Regarding independent claim 20: the limitations recite: 
A computer program product for improving template matching in a document- image, the computer program product comprising: 
one or more computer readable storage media and program instructions collectively stored on the one or more computer readable storage media readable by at least one processing circuit to perform a method comprising (generic computer components): 
merging, by the one or more processors, a document comprising multiple pages into a single document image (mental process including observation and evaluation, and can be done mentally in the human mind and data gathering); 
processing, by the one or more processors, the document image to identify structural elements and textual content comprising the structural elements (mental process including observation and evaluation, and can be done mentally in the human mind); 
comparing, by the one or more processors, the structural elements of the single document image to structural elements of a group of document templates stored in a database and based on the comparing, identifying a subset of the group of documents templates with a threshold number of similarities to the single document image (mental process including observation and evaluation, and can be done mentally in the human mind); 
generating, by the one or more processors, from the single document image, a graph structure representing the document, wherein the graph structure comprises visual information and connections related to the structural elements and concepts comprising the textual content (mental process including observation and evaluation, and can be done mentally in the human mind); and 
identifying, by the one or more processors, based on comparing the graph structure to the subset of the group of documents templates, a document template that is a closest match to the document (mental process including observation and evaluation, and can be done mentally in the human mind).
These limitations, as drafted, is a simple process that, under their broadest reasonable interpretation, covers performance of the limitations in the mind or by a human. The Examiner notes that under MPEP 2106.04(a)(2)(III), the courts consider a mental process (thinking) that “can be performed in the human mind, or by a human using a pen and paper" to be an abstract idea. CyberSource Corp. v. Retail Decisions, Inc., 654 F.3d 1366, 1372, 99 USPQ2d 1690, 1695 (Fed. Cir. 2011). As the Federal Circuit explained, "methods which can be performed mentally, or which are the equivalent of human mental work, are unpatentable abstract ideas the ‘basic tools of scientific and technological work’ that are open to all.’" 654 F.3d at 1371, 99 USPQ2d at 1694 (citing Gottschalk v. Benson, 409 U.S. 63, 175 USPQ 673 (1972)). See also Mayo Collaborative Servs. v. Prometheus Labs. Inc., 566 U.S. 66, 71, 101 USPQ2d 1961, 1965 ("‘[M]ental processes[] and abstract intellectual concepts are not patentable, as they are the basic tools of scientific and technological work’" (quoting Benson, 409 U.S. at 67, 175 USPQ at 675)); Parker v. Flook, 437 U.S. 584, 589, 198 USPQ 193, 197 (1978) (same). 
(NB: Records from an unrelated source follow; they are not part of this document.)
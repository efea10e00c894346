//! Comment repository.

use std::sync::Arc;

use super::db_error;
use crate::entities::{Comment, comment};
use geofeed_common::{AppError, AppResult};
use sea_orm::{
    ActiveModelTrait, ColumnTrait, DatabaseConnection, EntityTrait, QueryFilter, QueryOrder,
};

/// Comment repository for database operations.
#[derive(Clone)]
pub struct CommentRepository {
    db: Arc<DatabaseConnection>,
}

impl CommentRepository {
    /// Create a new comment repository.
    #[must_use]
    pub const fn new(db: Arc<DatabaseConnection>) -> Self {
        Self { db }
    }

    /// Find a comment by ID.
    pub async fn find_by_id(&self, id: &str) -> AppResult<Option<comment::Model>> {
        Comment::find_by_id(id)
            .one(self.db.as_ref())
            .await
            .map_err(db_error)
    }

    /// Get every comment on a post, oldest first.
    pub async fn find_by_post(&self, post_id: &str) -> AppResult<Vec<comment::Model>> {
        Comment::find()
            .filter(comment::Column::PostId.eq(post_id))
            .order_by_asc(comment::Column::CreatedAt)
            .order_by_asc(comment::Column::Id)
            .all(self.db.as_ref())
            .await
            .map_err(db_error)
    }

    /// Get every comment on any of `post_ids`, newest first, in a single query.
    pub async fn find_by_posts(&self, post_ids: &[String]) -> AppResult<Vec<comment::Model>> {
        if post_ids.is_empty() {
            return Ok(vec![]);
        }

        Comment::find()
            .filter(comment::Column::PostId.is_in(post_ids.to_vec()))
            .order_by_desc(comment::Column::CreatedAt)
            .order_by_desc(comment::Column::Id)
            .all(self.db.as_ref())
            .await
            .map_err(db_error)
    }

    /// Create a new comment.
    pub async fn create(&self, model: comment::ActiveModel) -> AppResult<comment::Model> {
        model.insert(self.db.as_ref()).await.map_err(db_error)
    }

    /// Delete a comment written by `user_id`. Replies cascade.
    pub async fn delete_owned(&self, id: &str, user_id: &str) -> AppResult<()> {
        let result = Comment::delete_many()
            .filter(comment::Column::Id.eq(id))
            .filter(comment::Column::UserId.eq(user_id))
            .exec(self.db.as_ref())
            .await
            .map_err(db_error)?;

        if result.rows_affected > 0 {
            return Ok(());
        }

        match self.find_by_id(id).await? {
            Some(_) => Err(AppError::Forbidden(
                "Only the author can delete a comment".to_string(),
            )),
            None => Err(AppError::CommentNotFound(id.to_string())),
        }
    }
}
As such, a person could mentally treat multiple pages as a single page by laying them vertically above each other and then visually compare the pages to a group of other pages and filter them by color, headers, etc to filter out a group of documents. Then a person could create a graph structure for each header or text in the document such as the section being a node and the edges representing the connection to adjacent sections and comparing that graph to another documents graph with the same graph structure to find the best match. The mere nominal recitation that the various steps are being executed by a processor, system, program product does not take the limitations out of the mental process grouping. Thus, the claims recite a mental process.

STEP 2A (PRONG 2): Does the claim recite additional elements that integrate the judicial exception into a practical application? NO, the claims do not recite additional elements that integrate the judicial exception into a practical application.
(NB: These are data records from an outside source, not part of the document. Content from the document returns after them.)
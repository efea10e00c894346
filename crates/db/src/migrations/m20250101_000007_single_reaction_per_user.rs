//! Migration restricting reactions to one emoji per user per post.
//!
//! Existing duplicates are collapsed first: one arbitrary row survives per
//! `(post_id, user_id)` group.

use sea_orm_migration::prelude::*;

#[derive(DeriveMigrationName)]
pub struct Migration;

#[async_trait::async_trait]
impl MigrationTrait for Migration {
    async fn up(&self, manager: &SchemaManager) -> Result<(), DbErr> {
        manager
            .get_connection()
            .execute_unprepared(
                r"
                DELETE FROM reaction
                WHERE id IN (
                    SELECT id FROM (
                        SELECT id,
                               ROW_NUMBER() OVER (PARTITION BY post_id, user_id ORDER BY id) AS rn
                        FROM reaction
                    ) ranked
                    WHERE ranked.rn > 1
                );
                ",
            )
            .await?;

        manager
            .drop_index(
                Index::drop()
                    .name("idx_reaction_post_user_emoji")
                    .table(Reaction::Table)
                    .to_owned(),
            )
            .await?;

        manager
            .create_index(
                Index::create()
                    .name("idx_reaction_post_user")
                    .table(Reaction::Table)
                    .col(Reaction::PostId)
                    .col(Reaction::UserId)
                    .unique()
                    .to_owned(),
            )
            .await?;

        Ok(())
    }

    async fn down(&self, manager: &SchemaManager) -> Result<(), DbErr> {
        manager
            .drop_index(
                Index::drop()
                    .name("idx_reaction_post_user")
                    .table(Reaction::Table)
                    .to_owned(),
            )
            .await?;

        // Deleted duplicates are not restored
        manager
            .create_index(
                Index::create()
                    .name("idx_reaction_post_user_emoji")
                    .table(Reaction::Table)
                    .col(Reaction::PostId)
                    .col(Reaction::UserId)
                    .col(Reaction::Emoji)
                    .unique()
                    .to_owned(),
            )
            .await
    }
}

#[derive(Iden)]
enum Reaction {
    Table,
    PostId,
    UserId,
    Emoji,
}
#[async_trait]
impl ProfileStore for InMemoryStore {
    async fn find_profile(&self, id: &str) -> AppResult<Option<user::Model>> {
        let tables = self.enter("find_profile")?;
        Ok(tables.users.iter().find(|u| u.id == id).cloned())
    }

    async fn find_profiles(&self, ids: &[String]) -> AppResult<Vec<user::Model>> {
        let tables = self.enter("find_profiles")?;
        Ok(tables
            .users
            .iter()
            .filter(|u| ids.contains(&u.id))
            .cloned()
            .collect())
    }

    async fn insert_profile(&self, profile: user::Model) -> AppResult<user::Model> {
        let mut tables = self.enter("insert_profile")?;
        if tables
            .users
            .iter()
            .any(|u| u.id == profile.id || u.username == profile.username)
        {
            return Err(AppError::Conflict(format!(
                "duplicate key value violates unique constraint on \"{}\"",
                profile.username
            )));
        }
        tables.users.push(profile.clone());
        Ok(profile)
    }

    async fn update_profile(&self, profile: user::Model) -> AppResult<user::Model> {
        let mut tables = self.enter("update_profile")?;
        let slot = tables
            .users
            .iter_mut()
            .find(|u| u.id == profile.id)
            .ok_or_else(|| AppError::UserNotFound(profile.id.clone()))?;
        *slot = profile.clone();
        Ok(profile)
    }

    async fn search_profiles(
        &self,
        query: &str,
        exclude_id: Option<&str>,
        limit: u64,
    ) -> AppResult<Vec<user::Model>> {
        let tables = self.enter("search_profiles")?;
        let needle = query.to_lowercase();
        let mut found: Vec<user::Model> = tables
            .users
            .iter()
            .filter(|u| Some(u.id.as_str()) != exclude_id)
            .filter(|u| {
                u.username.contains(&needle) || u.display_name.to_lowercase().contains(&needle)
            })
            .cloned()
            .collect();
        found.sort_by(|a, b| a.username.cmp(&b.username));
        found.truncate(usize::try_from(limit).unwrap_or(usize::MAX));
        Ok(found)
    }
}

#[async_trait]
impl FriendshipStore for InMemoryStore {
    async fn edges_for(&self, user_id: &str) -> AppResult<Vec<friendship::Model>> {
        let tables = self.enter("edges_for")?;
        let mut edges: Vec<friendship::Model> = tables
            .edges
            .iter()
            .filter(|e| e.touches(user_id))
            .cloned()
            .collect();
        edges.sort_by(|a, b| a.created_at.cmp(&b.created_at).then_with(|| a.id.cmp(&b.id)));
        Ok(edges)
    }

    async fn insert_edge(&self, edge: friendship::Model) -> AppResult<friendship::Model> {
        let mut tables = self.enter("insert_edge")?;
        let live_duplicate = tables.edges.iter().any(|e| {
            e.status != FriendshipStatus::Declined
                && e.connects(&edge.requester_id, &edge.addressee_id)
        });
        if live_duplicate {
            return Err(AppError::Conflict(
                "duplicate key value violates unique constraint \"idx_friendship_live_pair\""
                    .to_string(),
            ));
        }
        tables.edges.push(edge.clone());
        Ok(edge)
    }

    async fn respond_to_edge(
        &self,
        edge_id: &str,
        addressee_id: &str,
        status: FriendshipStatus,
    ) -> AppResult<friendship::Model> {
        let mut tables = self.enter("respond_to_edge")?;
        let edge = tables
            .edges
            .iter_mut()
            .find(|e| e.id == edge_id)
            .ok_or_else(|| AppError::NotFound(format!("Friendship {edge_id}")))?;
        if edge.addressee_id != addressee_id {
            return Err(AppError::Forbidden(
                "Only the addressee can answer a friend request".to_string(),
            ));
        }
        if edge.status != FriendshipStatus::Pending {
            return Err(AppError::Conflict(format!(
                "Friend request {edge_id} is no longer pending"
            )));
        }
        edge.status = status;
        Ok(edge.clone())
    }

    async fn delete_edge(&self, edge_id: &str, user_id: &str) -> AppResult<()> {
        let mut tables = self.enter("delete_edge")?;
        let edge = tables
            .edges
            .iter()
            .find(|e| e.id == edge_id)
            .ok_or_else(|| AppError::NotFound(format!("Friendship {edge_id}")))?;
        if !edge.touches(user_id) {
            return Err(AppError::Forbidden(
                "Only a party to the friendship can remove it".to_string(),
            ));
        }
        tables.edges.retain(|e| e.id != edge_id);
        Ok(())
    }

    async fn delete_declined_between(&self, user_id: &str, other_id: &str) -> AppResult<u64> {
        let mut tables = self.enter("delete_declined_between")?;
        let before = tables.edges.len();
        tables.edges.retain(|e| {
            !(e.status == FriendshipStatus::Declined && e.connects(user_id, other_id))
        });
        Ok((before - tables.edges.len()) as u64)
    }
}

#[async_trait]
impl PostStore for InMemoryStore {
    async fn posts_by_authors(
        &self,
        author_ids: &[String],
        offset: u64,
        limit: u64,
    ) -> AppResult<Vec<post::Model>> {
        let tables = self.enter("posts_by_authors")?;
        let mut posts: Vec<post::Model> = tables
            .posts
            .iter()
            .filter(|p| author_ids.contains(&p.user_id))
            .cloned()
            .collect();
        posts.sort_by(|a, b| b.created_at.cmp(&a.created_at).then_with(|| b.id.cmp(&a.id)));
        Ok(posts
            .into_iter()
            .skip(usize::try_from(offset).unwrap_or(usize::MAX))
            .take(usize::try_from(limit).unwrap_or(usize::MAX))
            .collect())
    }

    async fn insert_post(&self, post: post::Model) -> AppResult<post::Model> {
        let mut tables = self.enter("insert_post")?;
        if !tables.users.iter().any(|u| u.id == post.user_id) {
            return Err(AppError::NotFound(format!("User {}", post.user_id)));
        }
        tables.posts.push(post.clone());
        Ok(post)
    }

    async fn delete_post(&self, id: &str, user_id: &str) -> AppResult<()> {
        let mut tables = self.enter("delete_post")?;
        let post = tables
            .posts
            .iter()
            .find(|p| p.id == id)
            .ok_or_else(|| AppError::PostNotFound(id.to_string()))?;
        if post.user_id != user_id {
            return Err(AppError::Forbidden(
                "Only the author can delete a post".to_string(),
            ));
        }
        tables.posts.retain(|p| p.id != id);
        tables.reactions.retain(|r| r.post_id != id);
        tables.comments.retain(|c| c.post_id != id);
        Ok(())
    }
}

#[async_trait]
impl ReactionStore for InMemoryStore {
    async fn reactions_for_posts(&self, post_ids: &[String]) -> AppResult<Vec<reaction::Model>> {
        let tables = self.enter("reactions_for_posts")?;
        Ok(tables
            .reactions
            .iter()
            .filter(|r| post_ids.contains(&r.post_id))
            .cloned()
            .collect())
    }

    async fn insert_reaction(&self, reaction: reaction::Model) -> AppResult<reaction::Model> {
        let mut tables = self.enter("insert_reaction")?;
        if !tables.posts.iter().any(|p| p.id == reaction.post_id) {
            return Err(AppError::NotFound(format!("Post {}", reaction.post_id)));
        }
        if tables
            .reactions
            .iter()
            .any(|r| r.post_id == reaction.post_id && r.user_id == reaction.user_id)
        {
            return Err(AppError::Conflict(
                "duplicate key value violates unique constraint \"idx_reaction_post_user\""
                    .to_string(),
            ));
        }
        tables.reactions.push(reaction.clone());
        Ok(reaction)
    }

    async fn delete_reaction(&self, post_id: &str, user_id: &str) -> AppResult<u64> {
        let mut tables = self.enter("delete_reaction")?;
        let before = tables.reactions.len();
        tables
            .reactions
            .retain(|r| !(r.post_id == post_id && r.user_id == user_id));
        Ok((before - tables.reactions.len()) as u64)
    }
}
With regard to STEP 2A (prong 2), whether the claim recites additional elements that integrate the judicial exception into a practical application, the guidelines provide the following exemplary considerations that are indicative that an additional element (or combination of elements) may have integrated the judicial exception into a practical application:
an additional element reflects an improvement in the functioning of a computer, or an improvement to other technology or technical field;
an additional element that applies or uses a judicial exception to affect a particular treatment or prophylaxis for a disease or medical condition; 
an additional element implements a judicial exception with, or uses a judicial exception in conjunction with, a particular machine or manufacture that is integral to the claim;
an additional element effects a transformation or reduction of a particular article to a different state or thing; and
an additional element applies or uses the judicial exception in some other meaningful way beyond generally linking the use of the judicial exception to a particular technological environment, such that the claim as a whole is more than a drafting effort designed to monopolize the exception.
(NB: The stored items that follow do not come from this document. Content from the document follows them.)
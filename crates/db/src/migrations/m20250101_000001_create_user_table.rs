//! Create user table migration.

use sea_orm_migration::prelude::*;

#[derive(DeriveMigrationName)]
pub struct Migration;

#[async_trait::async_trait]
impl MigrationTrait for Migration {
    async fn up(&self, manager: &SchemaManager) -> Result<(), DbErr> {
        manager
            .create_table(
                Table::create()
                    .table(User::Table)
                    .if_not_exists()
                    .col(
                        ColumnDef::new(User::Id)
                            .string_len(64)
                            .not_null()
                            .primary_key(),
                    )
                    .col(
                        ColumnDef::new(User::Username)
                            .string_len(32)
                            .not_null()
                            .unique_key(),
                    )
                    .col(ColumnDef::new(User::DisplayName).string_len(64).not_null())
                    .col(ColumnDef::new(User::AvatarUrl).string_len(1024).null())
                    .col(
                        ColumnDef::new(User::CreatedAt)
                            .timestamp_with_time_zone()
                            .not_null()
                            .default(Expr::current_timestamp()),
                    )
                    .to_owned(),
            )
            .await
    }

    async fn down(&self, manager: &SchemaManager) -> Result<(), DbErr> {
        manager
            .drop_table(Table::drop().table(User::Table).to_owned())
            .await
    }
}

#[derive(Iden)]
enum User {
    Table,
    Id,
    Username,
    DisplayName,
    AvatarUrl,
    CreatedAt,
}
While the guidelines further state that the exemplary considerations are not an exhaustive list and that there may be other examples of integrating the exception into a practical application, the guidelines also list examples in which a judicial exception has not been integrated into a practical application:
an additional element merely recites the words “apply it” (or an equivalent) with the judicial exception, or merely includes instructions to implement an abstract idea on a computer, or merely uses a computer as a tool to perform an abstract idea; 
an additional element adds insignificant extra-solution activity to the judicial exception; and 
an additional element does no more than generally link the use of a judicial exception to a particular technological environment or field of use.
Independent claims 1, 12 and 20 do not recite any of the exemplary considerations that are indicative of an abstract idea having been integrated into a practical application. Independent claims 1, 12 and 20 discloses a generic computer components, for example, system, memory, processor and a computer program product, which are generic computer components and/or insignificant pre/post-solution extra activity that do not add a meaningful limitation to the abstract idea because they amount to simply implementing the abstract idea in a method.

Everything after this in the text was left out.